Samuel Kobia, secrétaire général du Conseil Œcuménique des Eglises (COE) va dans le même sens dans le récent ouvrage qu’il vient de signer aux Editions du Cerf, « Le courage de l’espérance" : pour lui, « les Eglises africaines en Europe peuvent aider les Eglises européennes à retrouver ce qu'elles ont perdu à cause de la modernité, en particulier le sens de l'appartenance, l'esprit de communauté ".

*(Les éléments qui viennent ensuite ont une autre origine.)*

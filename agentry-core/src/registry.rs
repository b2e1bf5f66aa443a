// ABOUTME: Thread-safe catalog of backend descriptors keyed by identifier.
// ABOUTME: Registration never overwrites; listings are sorted by id for deterministic routing.

use crate::descriptor::AgentDescriptor;
use crate::error::{RuntimeError, RuntimeResult};
use agentry_agent::Capability;
use dashmap::mapref::entry::Entry;
use dashmap::DashMap;
use serde::Serialize;
use std::collections::BTreeMap;
use std::sync::Arc;

/// Registry of available backends.
///
/// Entries are stored behind `Arc` so readers clone a handle out of the map
/// and never hold a shard lock while they use it.
#[derive(Default)]
pub struct AgentRegistry {
    descriptors: DashMap<String, Arc<AgentDescriptor>>,
}

/// Snapshot counts over the registry
#[derive(Debug, Clone, Default, PartialEq, Eq, Serialize)]
pub struct RegistryStats {
    pub total: usize,
    pub enabled: usize,
    /// Enabled backends declaring each capability
    pub by_capability: BTreeMap<Capability, usize>,
    pub by_kind: BTreeMap<String, usize>,
}

impl AgentRegistry {
    pub fn new() -> Self {
        Self::default()
    }

    /// Add a descriptor under its id. Fails if the id is taken, leaving the
    /// existing entry untouched.
    pub fn register(&self, descriptor: AgentDescriptor) -> RuntimeResult<Arc<AgentDescriptor>> {
        match self.descriptors.entry(descriptor.id.clone()) {
            Entry::Occupied(_) => {
                tracing::warn!(backend = %descriptor.id, "Rejected duplicate backend registration");
                Err(RuntimeError::DuplicateIdentifier(descriptor.id))
            }
            Entry::Vacant(slot) => {
                let descriptor = Arc::new(descriptor);
                tracing::info!(
                    backend = %descriptor.id,
                    kind = %descriptor.kind,
                    version = %descriptor.version,
                    enabled = descriptor.enabled,
                    "Registered backend"
                );
                slot.insert(descriptor.clone());
                Ok(descriptor)
            }
        }
    }

    pub fn unregister(&self, id: &str) -> RuntimeResult<Arc<AgentDescriptor>> {
        let (_, descriptor) = self
            .descriptors
            .remove(id)
            .ok_or_else(|| RuntimeError::NotFound(id.to_string()))?;
        tracing::info!(backend = %id, "Unregistered backend");
        Ok(descriptor)
    }

    pub fn get(&self, id: &str) -> RuntimeResult<Arc<AgentDescriptor>> {
        self.descriptors
            .get(id)
            .map(|entry| entry.value().clone())
            .ok_or_else(|| RuntimeError::NotFound(id.to_string()))
    }

    pub fn contains(&self, id: &str) -> bool {
        self.descriptors.contains_key(id)
    }

    /// Every descriptor, sorted by id
    pub fn list_all(&self) -> Vec<Arc<AgentDescriptor>> {
        self.list_by_capability(|_| true)
    }

    /// Descriptors accepted by `predicate`, sorted by id
    pub fn list_by_capability<F>(&self, predicate: F) -> Vec<Arc<AgentDescriptor>>
    where
        F: Fn(&AgentDescriptor) -> bool,
    {
        let mut matched: Vec<_> = self
            .descriptors
            .iter()
            .filter(|entry| predicate(entry.value()))
            .map(|entry| entry.value().clone())
            .collect();
        matched.sort_by(|a, b| a.id.cmp(&b.id));
        matched
    }

    pub fn ids(&self) -> Vec<String> {
        let mut ids: Vec<_> = self.descriptors.iter().map(|e| e.key().clone()).collect();
        ids.sort();
        ids
    }

    pub fn len(&self) -> usize {
        self.descriptors.len()
    }

    pub fn is_empty(&self) -> bool {
        self.descriptors.is_empty()
    }

    pub fn statistics(&self) -> RegistryStats {
        let mut stats = RegistryStats::default();
        for entry in self.descriptors.iter() {
            let descriptor = entry.value();
            stats.total += 1;
            *stats.by_kind.entry(descriptor.kind.clone()).or_default() += 1;
            if !descriptor.enabled {
                continue;
            }
            stats.enabled += 1;
            for cap in descriptor.capabilities.capability_set() {
                *stats.by_capability.entry(cap).or_default() += 1;
            }
        }
        stats
    }
}

#[cfg(test)]
mod tests {
    use super::*;
    use agentry_agent::backends::mock::MockBackend;
    use agentry_agent::AgentCapabilities;

    fn descriptor(id: &str) -> AgentDescriptor {
        AgentDescriptor::builder(id, "mock").build(|_| Ok(Box::new(MockBackend::new())))
    }

    #[test]
    fn test_register_and_get() {
        let registry = AgentRegistry::new();
        registry.register(descriptor("alpha")).unwrap();
        assert_eq!(registry.get("alpha").unwrap().id, "alpha");
        assert!(registry.contains("alpha"));
        assert_eq!(registry.len(), 1);
    }

    #[test]
    fn test_duplicate_keeps_original() {
        let registry = AgentRegistry::new();
        registry.register(descriptor("alpha")).unwrap();
        let replacement = AgentDescriptor::builder("alpha", "command")
            .build(|_| Ok(Box::new(MockBackend::new())));

        let err = registry.register(replacement).unwrap_err();
        assert!(matches!(err, RuntimeError::DuplicateIdentifier(ref id) if id == "alpha"));
        assert_eq!(registry.get("alpha").unwrap().kind, "mock");
    }

    #[test]
    fn test_unknown_ids_are_not_found() {
        let registry = AgentRegistry::new();
        assert!(matches!(registry.get("ghost"), Err(RuntimeError::NotFound(_))));
        assert!(matches!(registry.unregister("ghost"), Err(RuntimeError::NotFound(_))));
    }

    #[test]
    fn test_statistics_count_enabled_capabilities() {
        let registry = AgentRegistry::new();
        registry
            .register(
                AgentDescriptor::builder("rag", "mock")
                    .capabilities(AgentCapabilities::from_set([Capability::Rag]))
                    .build(|_| Ok(Box::new(MockBackend::new()))),
            )
            .unwrap();
        registry
            .register(
                AgentDescriptor::builder("off", "mock")
                    .capabilities(AgentCapabilities::from_set([Capability::Rag]))
                    .enabled(false)
                    .build(|_| Ok(Box::new(MockBackend::new()))),
            )
            .unwrap();

        let stats = registry.statistics();
        assert_eq!(stats.total, 2);
        assert_eq!(stats.enabled, 1);
        assert_eq!(stats.by_capability.get(&Capability::Rag), Some(&1));
        assert_eq!(stats.by_kind.get("mock"), Some(&2));
    }
}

A Zurich, ça déménage à l’Eglise française

Pasteur de l’Eglise française de Zurich, Michel Baumgartner accueille dans sa paroisse des Africains depuis une dizaine d’années, cherchant à mieux répondre à leur besoin de partage et de fraternité, à leur façon très vivante de vivre leur foi. « Ces communautés ont quadruplé en quelques années et nous appellent à prendre conscience qu’il est urgent d’intégrer la dimension multiculturelle dans nos Eglises réformées », constate-t-il. Finis les services religieux réformés monocolores et austères qui se terminent à l’heure. Au culte francophone à Zurich, ça déménage avec la chorale africaine qui participe au service dominical. Il arrive aussi à Michel Baumgartner d’assurer au pied levé un service pour l’un de ses paroissiens africains endeuillé et d’y parler de résurrection et de pardon, puis de voir ensuite un membre de l’assemblée se lever et prendre spontanément le micro après lui et prendre le contre-pied de sa prédication en proférant des imprécations contre les péchés et tous les pécheurs. Une contradiction qui le laisse sans voix ! « Il faut faire preuve d’une grande souplesse formelle sans toutefois trahir notre liturgie réformée, poursuit Michel Baumgartner, et nous ouvrir à des sujets que nous n’avons pas l’habitude d’aborder, comme les questions de la guérison ou de l’exorcisme des démons ». Célébrations joyeusesPour le pasteur Martin Hoegger, en charge du dialogue œcuménique dans le cadre de l’Eglise Evangélique réformée vaudoise (EERV), « ces nouveaux paroissiens sont un facteur de renouvellement pour notre Eglise, qu’il faut chercher à intégrer pour qu’ils se sentent chez eux ». Le pasteur vaudois se souvient de la préparation à célébration de la Parole à la cathédrale de Lausanne qui a réuni, en septembre dernier, une quinzaine de communautés protestantes africaines, la plupart évangéliques et pentecôtistes, ainsi que la communauté catholique africaine. « C’était très joyeux ! » se souvient-il, cette préparation a eu le mérite de leur rappeler l’importance du devoir d’unité ».